Dataset entries:
..............................
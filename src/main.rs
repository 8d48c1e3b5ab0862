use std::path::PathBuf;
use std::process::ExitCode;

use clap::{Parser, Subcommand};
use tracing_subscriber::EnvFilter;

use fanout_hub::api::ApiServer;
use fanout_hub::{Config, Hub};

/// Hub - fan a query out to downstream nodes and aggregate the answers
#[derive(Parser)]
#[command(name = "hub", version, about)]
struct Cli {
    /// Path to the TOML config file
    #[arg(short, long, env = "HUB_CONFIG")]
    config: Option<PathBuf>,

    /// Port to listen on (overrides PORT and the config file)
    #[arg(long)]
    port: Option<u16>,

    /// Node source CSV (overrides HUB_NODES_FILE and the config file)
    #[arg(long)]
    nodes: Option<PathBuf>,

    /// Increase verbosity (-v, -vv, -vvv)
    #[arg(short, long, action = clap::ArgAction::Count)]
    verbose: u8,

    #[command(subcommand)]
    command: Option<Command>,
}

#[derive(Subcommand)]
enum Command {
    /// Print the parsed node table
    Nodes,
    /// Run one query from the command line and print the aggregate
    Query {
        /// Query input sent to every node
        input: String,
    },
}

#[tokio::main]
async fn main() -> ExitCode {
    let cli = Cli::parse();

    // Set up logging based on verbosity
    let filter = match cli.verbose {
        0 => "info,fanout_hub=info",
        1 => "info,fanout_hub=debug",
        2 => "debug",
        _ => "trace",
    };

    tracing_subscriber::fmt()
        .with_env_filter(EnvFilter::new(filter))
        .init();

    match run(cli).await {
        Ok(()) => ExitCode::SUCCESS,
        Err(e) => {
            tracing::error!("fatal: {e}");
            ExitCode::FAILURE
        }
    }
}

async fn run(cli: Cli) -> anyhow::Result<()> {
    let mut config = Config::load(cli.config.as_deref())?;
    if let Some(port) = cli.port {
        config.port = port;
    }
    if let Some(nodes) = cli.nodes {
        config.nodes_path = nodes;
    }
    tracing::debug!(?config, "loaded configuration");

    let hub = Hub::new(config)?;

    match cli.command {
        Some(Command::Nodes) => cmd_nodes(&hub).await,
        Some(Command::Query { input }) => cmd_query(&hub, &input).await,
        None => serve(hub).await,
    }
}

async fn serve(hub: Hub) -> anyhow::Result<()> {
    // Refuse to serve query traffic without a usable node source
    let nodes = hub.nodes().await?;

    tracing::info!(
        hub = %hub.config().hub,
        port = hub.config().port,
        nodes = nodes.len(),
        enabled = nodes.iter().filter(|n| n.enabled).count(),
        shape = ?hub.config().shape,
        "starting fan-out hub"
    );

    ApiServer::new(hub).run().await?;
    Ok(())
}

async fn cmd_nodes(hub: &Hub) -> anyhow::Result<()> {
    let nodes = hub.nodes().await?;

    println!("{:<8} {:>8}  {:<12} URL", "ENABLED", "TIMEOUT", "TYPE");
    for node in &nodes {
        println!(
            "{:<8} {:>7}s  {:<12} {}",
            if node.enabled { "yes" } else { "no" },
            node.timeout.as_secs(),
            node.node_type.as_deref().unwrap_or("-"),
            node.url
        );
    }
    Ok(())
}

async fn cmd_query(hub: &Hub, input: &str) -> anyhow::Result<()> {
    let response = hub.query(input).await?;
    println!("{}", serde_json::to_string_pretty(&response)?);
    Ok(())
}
..............................
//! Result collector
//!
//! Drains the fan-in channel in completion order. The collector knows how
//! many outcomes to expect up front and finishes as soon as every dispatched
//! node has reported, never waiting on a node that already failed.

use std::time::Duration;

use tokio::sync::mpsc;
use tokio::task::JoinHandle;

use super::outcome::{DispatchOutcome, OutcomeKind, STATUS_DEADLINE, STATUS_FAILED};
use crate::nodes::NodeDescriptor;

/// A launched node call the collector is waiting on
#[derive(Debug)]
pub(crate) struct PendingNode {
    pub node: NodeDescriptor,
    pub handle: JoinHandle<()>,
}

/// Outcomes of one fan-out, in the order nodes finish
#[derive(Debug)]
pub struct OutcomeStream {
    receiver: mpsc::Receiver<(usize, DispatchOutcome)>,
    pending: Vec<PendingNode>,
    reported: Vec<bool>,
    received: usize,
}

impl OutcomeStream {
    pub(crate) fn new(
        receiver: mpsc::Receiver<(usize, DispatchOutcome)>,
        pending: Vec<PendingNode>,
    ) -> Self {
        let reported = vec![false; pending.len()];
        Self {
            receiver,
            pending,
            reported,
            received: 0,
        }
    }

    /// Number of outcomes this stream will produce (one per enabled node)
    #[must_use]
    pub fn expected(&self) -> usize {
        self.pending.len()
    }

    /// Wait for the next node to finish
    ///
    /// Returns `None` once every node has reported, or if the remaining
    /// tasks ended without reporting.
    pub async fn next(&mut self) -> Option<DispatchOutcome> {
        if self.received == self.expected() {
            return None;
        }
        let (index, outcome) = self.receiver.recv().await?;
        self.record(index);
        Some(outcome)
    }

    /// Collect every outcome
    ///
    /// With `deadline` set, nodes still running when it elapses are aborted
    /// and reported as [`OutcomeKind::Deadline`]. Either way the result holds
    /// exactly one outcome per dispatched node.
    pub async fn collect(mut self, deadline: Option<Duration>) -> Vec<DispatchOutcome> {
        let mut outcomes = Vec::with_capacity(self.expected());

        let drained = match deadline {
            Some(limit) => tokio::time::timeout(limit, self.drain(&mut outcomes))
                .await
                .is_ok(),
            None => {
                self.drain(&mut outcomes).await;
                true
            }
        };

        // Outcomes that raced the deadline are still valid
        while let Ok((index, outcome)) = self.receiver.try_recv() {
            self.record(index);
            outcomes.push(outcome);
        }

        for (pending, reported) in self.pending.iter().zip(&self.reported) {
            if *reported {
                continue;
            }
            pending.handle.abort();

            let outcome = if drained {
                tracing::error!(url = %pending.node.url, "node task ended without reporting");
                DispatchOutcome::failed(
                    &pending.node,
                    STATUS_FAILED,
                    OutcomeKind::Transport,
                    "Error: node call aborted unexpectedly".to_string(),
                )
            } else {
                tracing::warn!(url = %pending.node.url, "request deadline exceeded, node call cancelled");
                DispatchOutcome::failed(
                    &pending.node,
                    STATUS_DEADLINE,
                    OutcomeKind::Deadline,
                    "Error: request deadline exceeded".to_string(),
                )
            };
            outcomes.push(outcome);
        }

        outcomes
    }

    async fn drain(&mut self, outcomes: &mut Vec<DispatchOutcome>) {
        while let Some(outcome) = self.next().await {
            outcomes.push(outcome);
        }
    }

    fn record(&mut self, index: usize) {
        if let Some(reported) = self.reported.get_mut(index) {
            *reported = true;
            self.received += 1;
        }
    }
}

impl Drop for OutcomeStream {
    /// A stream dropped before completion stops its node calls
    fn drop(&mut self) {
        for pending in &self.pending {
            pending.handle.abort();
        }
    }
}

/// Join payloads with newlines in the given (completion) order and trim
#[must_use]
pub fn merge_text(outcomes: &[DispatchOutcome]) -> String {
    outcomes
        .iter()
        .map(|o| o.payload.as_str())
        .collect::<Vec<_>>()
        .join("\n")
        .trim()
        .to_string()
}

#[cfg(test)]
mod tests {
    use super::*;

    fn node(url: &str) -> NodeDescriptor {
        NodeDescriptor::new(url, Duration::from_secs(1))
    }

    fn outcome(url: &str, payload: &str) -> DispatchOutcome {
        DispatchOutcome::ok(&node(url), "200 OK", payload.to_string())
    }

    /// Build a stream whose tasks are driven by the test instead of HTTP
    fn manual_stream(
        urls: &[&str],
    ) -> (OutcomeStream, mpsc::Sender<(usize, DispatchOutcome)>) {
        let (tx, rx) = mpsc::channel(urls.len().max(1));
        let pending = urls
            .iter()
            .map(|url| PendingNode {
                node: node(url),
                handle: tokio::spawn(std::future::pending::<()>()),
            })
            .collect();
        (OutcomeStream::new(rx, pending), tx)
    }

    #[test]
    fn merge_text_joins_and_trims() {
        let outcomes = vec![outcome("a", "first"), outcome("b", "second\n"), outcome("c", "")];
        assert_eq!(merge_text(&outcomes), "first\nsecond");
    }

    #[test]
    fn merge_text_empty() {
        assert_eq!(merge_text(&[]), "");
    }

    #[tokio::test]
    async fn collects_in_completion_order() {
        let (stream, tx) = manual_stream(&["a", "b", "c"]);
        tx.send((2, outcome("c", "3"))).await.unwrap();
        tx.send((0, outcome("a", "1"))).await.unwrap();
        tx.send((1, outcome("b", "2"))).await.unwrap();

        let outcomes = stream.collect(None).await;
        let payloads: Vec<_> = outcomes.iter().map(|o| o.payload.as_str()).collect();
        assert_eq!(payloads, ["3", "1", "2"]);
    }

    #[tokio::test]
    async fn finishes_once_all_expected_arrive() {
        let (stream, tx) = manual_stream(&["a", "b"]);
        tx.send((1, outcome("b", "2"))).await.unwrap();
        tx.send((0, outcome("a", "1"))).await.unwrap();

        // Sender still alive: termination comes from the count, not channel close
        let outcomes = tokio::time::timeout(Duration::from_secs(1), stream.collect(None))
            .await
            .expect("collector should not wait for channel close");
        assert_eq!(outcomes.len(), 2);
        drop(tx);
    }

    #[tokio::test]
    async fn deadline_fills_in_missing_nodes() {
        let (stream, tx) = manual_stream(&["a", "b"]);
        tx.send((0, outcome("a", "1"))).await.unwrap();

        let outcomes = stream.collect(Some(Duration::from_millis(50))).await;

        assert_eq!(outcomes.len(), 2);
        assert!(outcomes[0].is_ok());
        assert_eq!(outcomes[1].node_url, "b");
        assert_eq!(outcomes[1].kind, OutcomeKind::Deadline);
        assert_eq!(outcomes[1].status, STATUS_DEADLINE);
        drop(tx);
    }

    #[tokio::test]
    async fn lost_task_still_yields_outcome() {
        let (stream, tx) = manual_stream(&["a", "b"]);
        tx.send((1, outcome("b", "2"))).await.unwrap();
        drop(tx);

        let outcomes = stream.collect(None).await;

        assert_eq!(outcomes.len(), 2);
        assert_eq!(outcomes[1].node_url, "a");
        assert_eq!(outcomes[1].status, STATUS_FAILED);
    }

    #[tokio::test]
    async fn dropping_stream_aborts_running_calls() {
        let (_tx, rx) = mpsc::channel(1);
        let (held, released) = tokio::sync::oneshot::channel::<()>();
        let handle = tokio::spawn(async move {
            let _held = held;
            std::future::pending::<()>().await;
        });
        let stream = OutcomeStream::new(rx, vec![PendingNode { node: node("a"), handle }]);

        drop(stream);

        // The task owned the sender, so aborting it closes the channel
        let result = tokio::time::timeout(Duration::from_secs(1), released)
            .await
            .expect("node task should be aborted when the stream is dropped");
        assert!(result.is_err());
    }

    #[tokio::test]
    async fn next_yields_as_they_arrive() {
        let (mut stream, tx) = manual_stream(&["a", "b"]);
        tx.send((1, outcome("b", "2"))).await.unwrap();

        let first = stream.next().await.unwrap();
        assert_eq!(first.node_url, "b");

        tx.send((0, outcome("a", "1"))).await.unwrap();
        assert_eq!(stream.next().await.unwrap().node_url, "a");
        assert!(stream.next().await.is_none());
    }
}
..............................
**WHAT YOU NEED TO DO:** Your answer should consist of every line from the entries that holds "future".

**SOLVED PROBLEM:**
                handle: tokio::spawn(std::future::pending::<()>()),
            std::future::pending::<()>().await;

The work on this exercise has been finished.